The Flipped Classroom is a teaching strategy whereby “teachers post short video lectures online for students to view at home prior to the next class session. This allows class time to be devoted to expanding on and mastering the material through collaborative learning exercises, projects, and discussions. Essentially, the homework that is typically done at home is done in the classroom, while the lectures that are usually done in the classroom are viewed at home” (2013, TeachThoughtStaff).
I like the idea of the flipped classroom a lot and agree with a 2013 article in TeachThought.com that students would probably like the additional control, collaboration, efficiency and easy access to the online resources in this strategy.
My son’s grade 7 teacher, Colleen Grounds, recently implemented this strategy. Have a look at her website: here. I thought her rationale for this approach was interesting. She shared the following in an email to parents: “I was watching a TedTalk on learning math the other day and a comment about brain processing speeds caught my attention. Imagine if students could stop, start, and pause lessons as they are given. Having the ability to verify one point before moving onto the next. How can this help the students who are too self conscious or shy to ask? What about the students who got it the first time and are now getting antsy? Can they not move ahead at their own pace? I will still be teaching in class but this allows students to view the material ahead of time. It could possibly free up more time for individual trouble shooting and acceleration.”

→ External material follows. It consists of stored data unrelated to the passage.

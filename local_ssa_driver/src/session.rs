// Copyright Kani Contributors
// SPDX-License-Identifier: Apache-2.0 OR MIT

//! Logger configuration of an `ssa-dump` run.

use crate::args::DumpArgs;
use anyhow::{Context, Result};
use std::io::IsTerminal;
use std::str::FromStr;
use tracing_subscriber::{filter::Directive, layer::SubscriberExt, EnvFilter, Registry};
use tracing_tree::HierarchicalLayer;

/// Environment variable used to control this session log tracing.
const LOG_ENV_VAR: &str = "LOCAL_SSA_LOG";

/// Initialize the logger using the LOCAL_SSA_LOG environment variable and the --log-level
/// argument. Logs go to stderr; stdout is reserved for the dump.
pub fn init_logger(args: &DumpArgs) -> Result<()> {
    let filter = EnvFilter::from_env(LOG_ENV_VAR);
    let filter = if let Some(log_level) = &args.log_level {
        let directive = Directive::from_str(log_level)
            .with_context(|| format!("invalid log directive `{log_level}`"))?;
        filter.add_directive(directive)
    } else {
        filter
    };

    if args.json_logs { json_logs(filter) } else { hier_logs(filter) }
}

/// Configure global logger to use a json logger.
fn json_logs(filter: EnvFilter) -> Result<()> {
    use tracing_subscriber::fmt::layer;
    let subscriber =
        Registry::default().with(filter).with(layer().json().with_writer(std::io::stderr));
    tracing::subscriber::set_global_default(subscriber).context("failed to install logger")
}

/// Configure global logger to use a hierarchical view.
fn hier_logs(filter: EnvFilter) -> Result<()> {
    let use_colors = std::io::stderr().is_terminal();
    let subscriber = Registry::default().with(filter);
    let subscriber = subscriber.with(
        HierarchicalLayer::default()
            .with_writer(std::io::stderr)
            .with_indent_lines(true)
            .with_ansi(use_colors)
            .with_targets(true)
            .with_verbose_exit(true)
            .with_indent_amount(4),
    );
    tracing::subscriber::set_global_default(subscriber).context("failed to install logger")
}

In the time that Ms. Grounds has launched this approach, I have watched my son watch and re-watch the lessons as he’s working his way through the material. He has gained a new and deeper understanding through this approach. I find that I do the same thing with all the videos posted here. I think this really adds a new dimension to teaching and learning.
There are some cons to this approach, such as the fact that use of technology may create a digital divide or be tough for some to use. My biggest issue is that I would have to give up control, and trust that the students would all view the materials in advance.
Another issue for me would be the increased prep-time. I l don’t generally have a lot of prep time as a part-time studies instructor to put together the short videos required. For this reason, I would likely implement the flipped classroom strategy only once or twice in a 12-week course.